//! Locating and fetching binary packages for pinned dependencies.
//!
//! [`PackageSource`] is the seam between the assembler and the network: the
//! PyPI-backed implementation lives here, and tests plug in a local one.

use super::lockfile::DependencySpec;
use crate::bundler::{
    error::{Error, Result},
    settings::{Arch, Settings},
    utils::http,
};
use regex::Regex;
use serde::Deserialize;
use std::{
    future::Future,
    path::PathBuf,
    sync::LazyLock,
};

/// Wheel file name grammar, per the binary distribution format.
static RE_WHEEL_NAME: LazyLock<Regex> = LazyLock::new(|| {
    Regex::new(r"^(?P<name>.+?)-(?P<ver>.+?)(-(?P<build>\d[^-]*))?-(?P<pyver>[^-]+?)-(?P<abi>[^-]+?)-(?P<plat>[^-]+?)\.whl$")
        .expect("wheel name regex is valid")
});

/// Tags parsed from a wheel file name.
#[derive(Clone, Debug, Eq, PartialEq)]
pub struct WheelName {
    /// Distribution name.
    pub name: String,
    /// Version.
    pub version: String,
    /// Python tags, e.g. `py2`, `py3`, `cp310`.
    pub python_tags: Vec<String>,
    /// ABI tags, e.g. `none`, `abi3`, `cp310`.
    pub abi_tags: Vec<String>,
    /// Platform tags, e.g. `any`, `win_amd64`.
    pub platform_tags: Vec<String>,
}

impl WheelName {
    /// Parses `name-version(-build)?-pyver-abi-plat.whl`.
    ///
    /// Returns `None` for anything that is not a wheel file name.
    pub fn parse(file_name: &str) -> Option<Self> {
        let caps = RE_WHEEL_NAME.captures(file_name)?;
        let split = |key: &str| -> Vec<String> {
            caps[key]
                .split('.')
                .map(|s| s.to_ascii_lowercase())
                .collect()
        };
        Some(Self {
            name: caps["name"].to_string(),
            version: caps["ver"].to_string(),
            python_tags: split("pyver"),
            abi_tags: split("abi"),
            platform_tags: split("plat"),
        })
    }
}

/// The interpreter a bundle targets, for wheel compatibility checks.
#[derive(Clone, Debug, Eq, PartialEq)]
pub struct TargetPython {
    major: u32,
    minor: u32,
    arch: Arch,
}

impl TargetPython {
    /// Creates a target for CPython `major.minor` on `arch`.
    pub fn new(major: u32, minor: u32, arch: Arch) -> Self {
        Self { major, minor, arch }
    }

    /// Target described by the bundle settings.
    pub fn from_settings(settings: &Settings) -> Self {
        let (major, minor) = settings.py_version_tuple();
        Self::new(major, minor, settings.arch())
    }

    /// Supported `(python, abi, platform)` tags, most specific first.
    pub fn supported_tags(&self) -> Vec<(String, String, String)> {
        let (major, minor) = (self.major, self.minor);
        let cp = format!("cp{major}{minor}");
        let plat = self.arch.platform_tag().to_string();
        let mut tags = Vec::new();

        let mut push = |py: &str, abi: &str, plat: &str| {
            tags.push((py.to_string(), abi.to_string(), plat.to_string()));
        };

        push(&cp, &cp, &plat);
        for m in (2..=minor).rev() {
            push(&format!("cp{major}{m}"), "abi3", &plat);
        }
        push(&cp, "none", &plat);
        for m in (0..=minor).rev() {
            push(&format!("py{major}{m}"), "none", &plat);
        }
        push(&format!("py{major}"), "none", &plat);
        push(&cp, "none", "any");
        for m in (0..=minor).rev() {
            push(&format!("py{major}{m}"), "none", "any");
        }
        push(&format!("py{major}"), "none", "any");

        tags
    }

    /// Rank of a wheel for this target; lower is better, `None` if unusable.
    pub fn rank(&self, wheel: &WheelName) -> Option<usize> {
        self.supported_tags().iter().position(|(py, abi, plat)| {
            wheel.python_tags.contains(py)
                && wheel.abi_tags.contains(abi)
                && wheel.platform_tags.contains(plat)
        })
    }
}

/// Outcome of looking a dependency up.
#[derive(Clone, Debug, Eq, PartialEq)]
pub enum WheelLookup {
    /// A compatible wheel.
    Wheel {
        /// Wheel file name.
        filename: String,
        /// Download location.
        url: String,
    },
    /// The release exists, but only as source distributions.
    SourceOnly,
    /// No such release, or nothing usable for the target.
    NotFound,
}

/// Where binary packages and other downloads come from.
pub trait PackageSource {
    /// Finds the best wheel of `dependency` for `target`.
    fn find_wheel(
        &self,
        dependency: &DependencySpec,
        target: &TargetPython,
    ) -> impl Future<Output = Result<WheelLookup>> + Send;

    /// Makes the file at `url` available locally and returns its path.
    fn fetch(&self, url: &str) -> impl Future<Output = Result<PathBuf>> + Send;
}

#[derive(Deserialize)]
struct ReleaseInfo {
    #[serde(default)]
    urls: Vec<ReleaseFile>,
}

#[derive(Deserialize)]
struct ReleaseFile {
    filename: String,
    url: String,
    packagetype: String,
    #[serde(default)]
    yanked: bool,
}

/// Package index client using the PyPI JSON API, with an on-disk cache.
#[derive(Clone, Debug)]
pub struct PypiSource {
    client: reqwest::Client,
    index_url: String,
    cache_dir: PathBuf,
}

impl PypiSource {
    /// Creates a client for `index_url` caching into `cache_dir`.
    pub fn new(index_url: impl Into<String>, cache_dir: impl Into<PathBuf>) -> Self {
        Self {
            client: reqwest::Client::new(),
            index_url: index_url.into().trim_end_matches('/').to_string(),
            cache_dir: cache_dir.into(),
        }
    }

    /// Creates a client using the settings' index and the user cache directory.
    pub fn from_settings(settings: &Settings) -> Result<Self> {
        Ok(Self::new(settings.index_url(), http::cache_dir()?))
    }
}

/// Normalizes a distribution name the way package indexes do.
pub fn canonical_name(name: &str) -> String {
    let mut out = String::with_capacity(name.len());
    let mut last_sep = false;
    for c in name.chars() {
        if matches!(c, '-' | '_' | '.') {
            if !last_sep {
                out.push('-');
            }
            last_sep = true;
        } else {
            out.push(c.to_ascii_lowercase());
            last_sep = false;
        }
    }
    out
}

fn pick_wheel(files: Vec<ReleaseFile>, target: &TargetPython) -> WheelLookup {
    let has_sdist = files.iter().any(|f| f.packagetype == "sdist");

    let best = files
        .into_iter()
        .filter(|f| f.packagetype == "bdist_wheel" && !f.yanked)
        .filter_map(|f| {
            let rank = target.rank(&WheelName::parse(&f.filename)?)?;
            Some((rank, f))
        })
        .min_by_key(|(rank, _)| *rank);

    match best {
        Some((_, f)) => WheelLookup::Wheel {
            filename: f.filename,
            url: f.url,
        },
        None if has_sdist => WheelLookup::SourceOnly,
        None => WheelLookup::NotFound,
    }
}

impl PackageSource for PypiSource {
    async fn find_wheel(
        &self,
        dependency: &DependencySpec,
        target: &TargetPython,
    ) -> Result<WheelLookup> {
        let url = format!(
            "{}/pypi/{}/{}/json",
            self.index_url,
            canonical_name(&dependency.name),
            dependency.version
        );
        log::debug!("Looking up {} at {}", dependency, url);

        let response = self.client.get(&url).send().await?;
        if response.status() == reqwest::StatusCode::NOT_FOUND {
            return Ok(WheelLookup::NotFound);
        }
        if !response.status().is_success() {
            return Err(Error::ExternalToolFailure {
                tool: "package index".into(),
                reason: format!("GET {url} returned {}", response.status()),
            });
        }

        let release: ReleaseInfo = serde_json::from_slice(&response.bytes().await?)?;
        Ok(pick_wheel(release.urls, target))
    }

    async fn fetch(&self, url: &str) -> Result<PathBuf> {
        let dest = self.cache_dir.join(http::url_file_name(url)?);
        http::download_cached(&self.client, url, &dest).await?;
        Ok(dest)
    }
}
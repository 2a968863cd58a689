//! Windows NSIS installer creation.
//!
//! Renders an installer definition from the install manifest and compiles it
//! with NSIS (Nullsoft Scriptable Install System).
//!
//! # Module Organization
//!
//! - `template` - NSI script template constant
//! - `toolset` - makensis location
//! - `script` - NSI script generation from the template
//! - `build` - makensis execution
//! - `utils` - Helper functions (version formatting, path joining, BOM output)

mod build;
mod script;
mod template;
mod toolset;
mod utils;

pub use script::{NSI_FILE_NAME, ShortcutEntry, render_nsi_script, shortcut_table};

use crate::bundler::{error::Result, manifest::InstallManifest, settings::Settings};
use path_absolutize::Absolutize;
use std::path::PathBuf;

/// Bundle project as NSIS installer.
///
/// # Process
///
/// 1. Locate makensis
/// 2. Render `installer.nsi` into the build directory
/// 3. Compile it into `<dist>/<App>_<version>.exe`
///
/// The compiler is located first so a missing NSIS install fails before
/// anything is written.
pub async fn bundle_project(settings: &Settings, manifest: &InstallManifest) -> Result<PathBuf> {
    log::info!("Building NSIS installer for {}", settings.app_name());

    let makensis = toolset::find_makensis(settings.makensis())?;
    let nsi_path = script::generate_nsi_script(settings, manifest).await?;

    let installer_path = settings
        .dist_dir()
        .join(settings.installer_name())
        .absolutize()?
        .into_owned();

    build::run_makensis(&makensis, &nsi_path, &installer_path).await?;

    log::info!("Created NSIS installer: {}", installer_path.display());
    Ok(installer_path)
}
☆ ☆ ☆
Look over the records. Copy the lines that include the word "caps".

        let caps = RE_WHEEL_NAME.captures(file_name)?;
            caps[key]
            name: caps["name"].to_string(),
            version: caps["ver"].to_string(),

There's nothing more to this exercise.